Families are required to complete the FAFSA to be eligible for financial aid in the form of grants or loans from the government, colleges, and graduate schools. Many families assume, based on their family income and assets and/or after using the government Federal Student Aid Estimator, that they aren’t eligible for financial aid, so they don’t bother to complete the FAFSA.
However, there are several compelling reasons for completing the FAFSA even if you may not be eligible for financial aid:
Qualify for Merit-Based Aid
Even if your family doesn’t qualify for financial aid, many educational institutions and scholarship providers require that you complete the FAFSA to be considered for scholarships and grants from those institutions. Be aware that these institutions have different deadlines for merit and financial aid consideration, so it is always better to file your FAFSA as early as possible and to research the deadlines in advance.
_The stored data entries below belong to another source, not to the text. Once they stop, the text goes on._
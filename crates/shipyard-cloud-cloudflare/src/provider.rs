//! [`TunnelProvider`] backed by Cloudflare Tunnels and DNS

use crate::client::CloudflareClient;
use async_trait::async_trait;
use shipyard_cloud::{
    BestEffort, CloudError, PollError, PollPolicy, Result, TunnelInfo, TunnelProvider,
    TunnelRequest, poll,
};
use tokio_util::sync::CancellationToken;
use tracing::{debug, info};

/// Budget for the remote configuration to become visible
pub const CONFIG_VERIFY_POLL: PollPolicy = PollPolicy::secs(10, 2);

pub struct CloudflareTunnels {
    client: CloudflareClient,
    verify: PollPolicy,
}

impl CloudflareTunnels {
    pub fn new(api_token: impl Into<String>, account_id: impl Into<String>) -> Self {
        Self::with_client(CloudflareClient::new(api_token, account_id))
    }

    pub fn with_client(client: CloudflareClient) -> Self {
        Self {
            client,
            verify: CONFIG_VERIFY_POLL,
        }
    }

    pub fn with_verify_policy(mut self, policy: PollPolicy) -> Self {
        self.verify = policy;
        self
    }

    pub fn client(&self) -> &CloudflareClient {
        &self.client
    }

    pub async fn validate_credentials(&self) -> Result<()> {
        let _: serde_json::Value = self
            .client
            .get("/user/tokens/verify", &[])
            .await
            .map_err(|e| CloudError::Validation(format!("cloudflare credentials invalid: {}", e)))?;
        Ok(())
    }

    async fn verify_configuration(
        &self,
        tunnel_id: &str,
        hostname: &str,
        service: &str,
        cancel: &CancellationToken,
    ) -> Result<()> {
        let result = poll(self.verify, "tunnel configuration", cancel, || async move {
            match self.client.tunnel_configuration(tunnel_id).await {
                Ok(config) => Ok::<_, CloudError>(config.routes(hostname, service).then_some(())),
                Err(e) => {
                    debug!(tunnel = %tunnel_id, error = %e, "Configuration not readable yet");
                    Ok(None)
                }
            }
        })
        .await;

        result.map_err(|e| match e {
            PollError::Exhausted { attempts, .. } => CloudError::Tunnel(format!(
                "tunnel configuration not propagated after {} attempts",
                attempts
            )),
            other => other.into(),
        })
    }
}

fn tunnel_error(err: CloudError) -> CloudError {
    match err {
        CloudError::Authentication(_) | CloudError::Cancelled(_) | CloudError::Tunnel(_) => err,
        other => CloudError::Tunnel(other.to_string()),
    }
}

fn dns_error(err: CloudError) -> CloudError {
    match err {
        CloudError::Authentication(_) | CloudError::Dns(_) => err,
        other => CloudError::Dns(other.to_string()),
    }
}

#[async_trait]
impl TunnelProvider for CloudflareTunnels {
    #[tracing::instrument(skip(self, request, cancel), fields(tunnel = %request.tunnel_name))]
    async fn ensure_tunnel(
        &self,
        request: &TunnelRequest,
        cancel: &CancellationToken,
    ) -> Result<TunnelInfo> {
        let tunnel = match self
            .client
            .find_tunnel(&request.tunnel_name)
            .await
            .map_err(tunnel_error)?
        {
            Some(existing) => {
                info!(id = %existing.id, "Using existing tunnel");
                existing
            }
            None => {
                info!("Creating tunnel");
                self.client
                    .create_tunnel(&request.tunnel_name)
                    .await
                    .map_err(tunnel_error)?
            }
        };

        let token = match tunnel.token.clone().filter(|t| !t.is_empty()) {
            Some(token) => token,
            None => self
                .client
                .tunnel_token(&tunnel.id)
                .await
                .map_err(tunnel_error)?,
        };
        if token.is_empty() {
            return Err(CloudError::Tunnel(format!(
                "empty token for tunnel {}",
                request.tunnel_name
            )));
        }

        info!(hostname = %request.hostname, origin = %request.origin_url, "Configuring tunnel ingress");
        self.client
            .update_tunnel_configuration(&tunnel.id, &request.hostname, &request.origin_url)
            .await
            .map_err(tunnel_error)?;
        self.verify_configuration(&tunnel.id, &request.hostname, &request.origin_url, cancel)
            .await?;

        let zone = self
            .client
            .find_zone(&request.domain)
            .await
            .map_err(dns_error)?
            .ok_or_else(|| CloudError::Dns(format!("zone not found: {}", request.domain)))?;
        let target = format!("{}.cfargotunnel.com", tunnel.id);
        self.client
            .upsert_dns_record(&zone.id, &request.hostname, "CNAME", &target, true)
            .await
            .map_err(dns_error)?;

        Ok(TunnelInfo {
            service_name: request.service_name.clone(),
            hostname: request.hostname.clone(),
            tunnel_id: tunnel.id,
            tunnel_token: token,
        })
    }

    async fn remove_tunnel(&self, tunnel_name: &str, hostname: &str, domain: &str) -> BestEffort {
        let mut report = BestEffort::new();

        if let Some(Some(zone)) = report.record("find zone", self.client.find_zone(domain).await) {
            let record = report.record(
                format!("find DNS record {}", hostname),
                self.client.find_dns_record(&zone.id, hostname, "CNAME").await,
            );
            if let Some(Some(record)) = record {
                info!(record = %hostname, "Deleting DNS record");
                report.record(
                    format!("delete DNS record {}", hostname),
                    self.client.delete_dns_record(&zone.id, &record.id).await,
                );
            }
        }

        let tunnel = report.record(
            format!("find tunnel {}", tunnel_name),
            self.client.find_tunnel(tunnel_name).await,
        );
        if let Some(Some(tunnel)) = tunnel {
            info!(tunnel = %tunnel_name, "Deleting tunnel");
            report.record(
                "delete tunnel connections",
                self.client.delete_tunnel_connections(&tunnel.id).await,
            );
            report.record(
                format!("delete tunnel {}", tunnel_name),
                self.client.delete_tunnel(&tunnel.id).await,
            );
        }

        report
    }
}
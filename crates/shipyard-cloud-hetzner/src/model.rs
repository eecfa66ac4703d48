//! Hetzner API payloads

use serde::{Deserialize, Serialize};
use shipyard_cloud::{Firewall, Network, Server, ServerStatus, Volume};

#[derive(Debug, Deserialize)]
pub struct HNetwork {
    pub id: u64,
    pub name: String,
    #[serde(default)]
    pub ip_range: Option<String>,
}

impl From<HNetwork> for Network {
    fn from(n: HNetwork) -> Self {
        Network {
            id: n.id.to_string(),
            name: n.name,
            ip_range: n.ip_range,
        }
    }
}

#[derive(Debug, Deserialize)]
pub struct HFirewall {
    pub id: u64,
    pub name: String,
    #[serde(default)]
    pub applied_to: Vec<AppliedTo>,
}

impl HFirewall {
    pub fn is_applied_to_server(&self, server_id: u64) -> bool {
        self.applied_to
            .iter()
            .any(|a| a.kind == "server" && a.server.as_ref().map(|s| s.id) == Some(server_id))
    }
}

impl From<HFirewall> for Firewall {
    fn from(f: HFirewall) -> Self {
        Firewall {
            id: f.id.to_string(),
            name: f.name,
        }
    }
}

#[derive(Debug, Deserialize)]
pub struct AppliedTo {
    #[serde(rename = "type")]
    pub kind: String,
    #[serde(default)]
    pub server: Option<IdRef>,
}

#[derive(Debug, Serialize, Deserialize)]
pub struct IdRef {
    pub id: u64,
}

#[derive(Debug, Deserialize)]
pub struct HServer {
    pub id: u64,
    pub name: String,
    pub status: String,
    #[serde(default)]
    pub public_net: Option<PublicNet>,
    #[serde(default)]
    pub private_net: Vec<PrivateNet>,
    #[serde(default)]
    pub datacenter: Option<Datacenter>,
}

#[derive(Debug, Deserialize)]
pub struct PublicNet {
    #[serde(default)]
    pub ipv4: Option<Ipv4>,
}

#[derive(Debug, Deserialize)]
pub struct Ipv4 {
    pub ip: String,
}

#[derive(Debug, Deserialize)]
pub struct PrivateNet {
    pub network: u64,
    #[serde(default)]
    pub ip: Option<String>,
}

#[derive(Debug, Deserialize)]
pub struct Datacenter {
    pub location: Named,
}

#[derive(Debug, Deserialize)]
pub struct Named {
    pub name: String,
}

impl From<HServer> for Server {
    fn from(s: HServer) -> Self {
        Server {
            id: s.id.to_string(),
            status: ServerStatus::from_vendor(&s.status),
            public_ipv4: s.public_net.and_then(|p| p.ipv4).map(|ip| ip.ip),
            private_ipv4: s.private_net.into_iter().next().and_then(|p| p.ip),
            name: s.name,
        }
    }
}

#[derive(Debug, Deserialize)]
pub struct HVolume {
    pub id: u64,
    pub name: String,
    pub size: u32,
    #[serde(default)]
    pub location: Option<Named>,
    pub status: String,
    #[serde(default)]
    pub server: Option<u64>,
    #[serde(default)]
    pub linux_device: Option<String>,
}

impl From<HVolume> for Volume {
    fn from(v: HVolume) -> Self {
        Volume {
            id: v.id.to_string(),
            name: v.name,
            size_gb: v.size,
            location: v.location.map(|l| l.name),
            status: v.status,
            server_id: v.server.map(|id| id.to_string()),
            device_path: v.linux_device.filter(|d| !d.is_empty()),
        }
    }
}

// ---- Envelopes ----

#[derive(Debug, Deserialize)]
pub struct NetworksEnvelope {
    pub networks: Vec<HNetwork>,
}

#[derive(Debug, Deserialize)]
pub struct NetworkEnvelope {
    pub network: HNetwork,
}

#[derive(Debug, Deserialize)]
pub struct FirewallsEnvelope {
    pub firewalls: Vec<HFirewall>,
}

#[derive(Debug, Deserialize)]
pub struct FirewallEnvelope {
    pub firewall: HFirewall,
}

#[derive(Debug, Deserialize)]
pub struct ServersEnvelope {
    pub servers: Vec<HServer>,
}

#[derive(Debug, Deserialize)]
pub struct ServerEnvelope {
    pub server: HServer,
}

#[derive(Debug, Deserialize)]
pub struct VolumesEnvelope {
    pub volumes: Vec<HVolume>,
}

#[derive(Debug, Deserialize)]
pub struct VolumeEnvelope {
    pub volume: HVolume,
}

#[derive(Debug, Deserialize)]
pub struct ServerTypesEnvelope {
    pub server_types: Vec<Named>,
}

#[derive(Debug, Deserialize)]
pub struct LocationsEnvelope {
    pub locations: Vec<Named>,
}

#[derive(Debug, Deserialize)]
pub struct ImagesEnvelope {
    #[serde(default)]
    pub images: Vec<Named>,
}

// ---- Requests ----

#[derive(Debug, Serialize)]
pub struct CreateNetwork<'a> {
    pub name: &'a str,
    pub ip_range: &'a str,
    pub subnets: Vec<Subnet<'a>>,
}

#[derive(Debug, Serialize)]
pub struct Subnet<'a> {
    #[serde(rename = "type")]
    pub kind: &'a str,
    pub ip_range: &'a str,
    pub network_zone: &'a str,
}

#[derive(Debug, Serialize)]
pub struct CreateFirewall<'a> {
    pub name: &'a str,
    pub rules: Vec<FirewallRule<'a>>,
}

#[derive(Debug, Serialize)]
pub struct FirewallRule<'a> {
    pub direction: &'a str,
    pub protocol: &'a str,
    pub port: &'a str,
    pub source_ips: Vec<&'a str>,
}

#[derive(Debug, Serialize)]
pub struct CreateServer<'a> {
    pub name: &'a str,
    pub server_type: &'a str,
    pub image: &'a str,
    pub location: &'a str,
    #[serde(skip_serializing_if = "Option::is_none")]
    pub user_data: Option<&'a str>,
    pub start_after_create: bool,
    #[serde(skip_serializing_if = "Vec::is_empty")]
    pub networks: Vec<u64>,
    #[serde(skip_serializing_if = "Vec::is_empty")]
    pub firewalls: Vec<FirewallRef>,
}

#[derive(Debug, Serialize)]
pub struct FirewallRef {
    pub firewall: u64,
}

#[derive(Debug, Serialize)]
pub struct CreateVolume<'a> {
    pub name: &'a str,
    pub size: u32,
    pub location: &'a str,
    pub format: &'a str,
}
Protect Against Downside Risk
Financial aid eligibility is based in large part on family income. If your family experiences a significant unforeseen change in financial circumstances such as a job loss, serious medical condition or injury, or death in the family, your student’s financial aid eligibility could change. If you have the FAFSA already on file, the financial aid department will be able to review your student’s situation deftly and help provide your family with resources.
Access to Unsubsidized Federal Loans
Most students qualify for unsubsidized federal student loans, but to be eligible you must file the FAFSA. You may want this option if (a) you want your child to have some skin in the game (you can always pay the loans off for them if they maintain a certain GPA, for example) and/or (b) the interest rate offered on the loan makes it an attractive alternative to withdrawing funds from investment accounts to pay for college.
You can complete the FAFSA online starting on October 1st each year for the following academic year. The US Department of Education estimates that it will take approximately one hour to complete the FAFSA. There is now an IRS data-retrieval tool on the FAFSA form which allows you to pull information from your tax filing and expedite the process.
When completing the FAFSA, be sure that you get an FSA ID for both the parent completing the FAFSA and the student before starting the application. This allows you to save the FAFSA during the process and return to the form later if a question arises. Also, the FSA ID is necessary for both the parent and the student to sign the form electronically.
Get started on completing the FAFSA as soon as possible after October 1st.
A small investment of your time may result in some unanticipated benefits!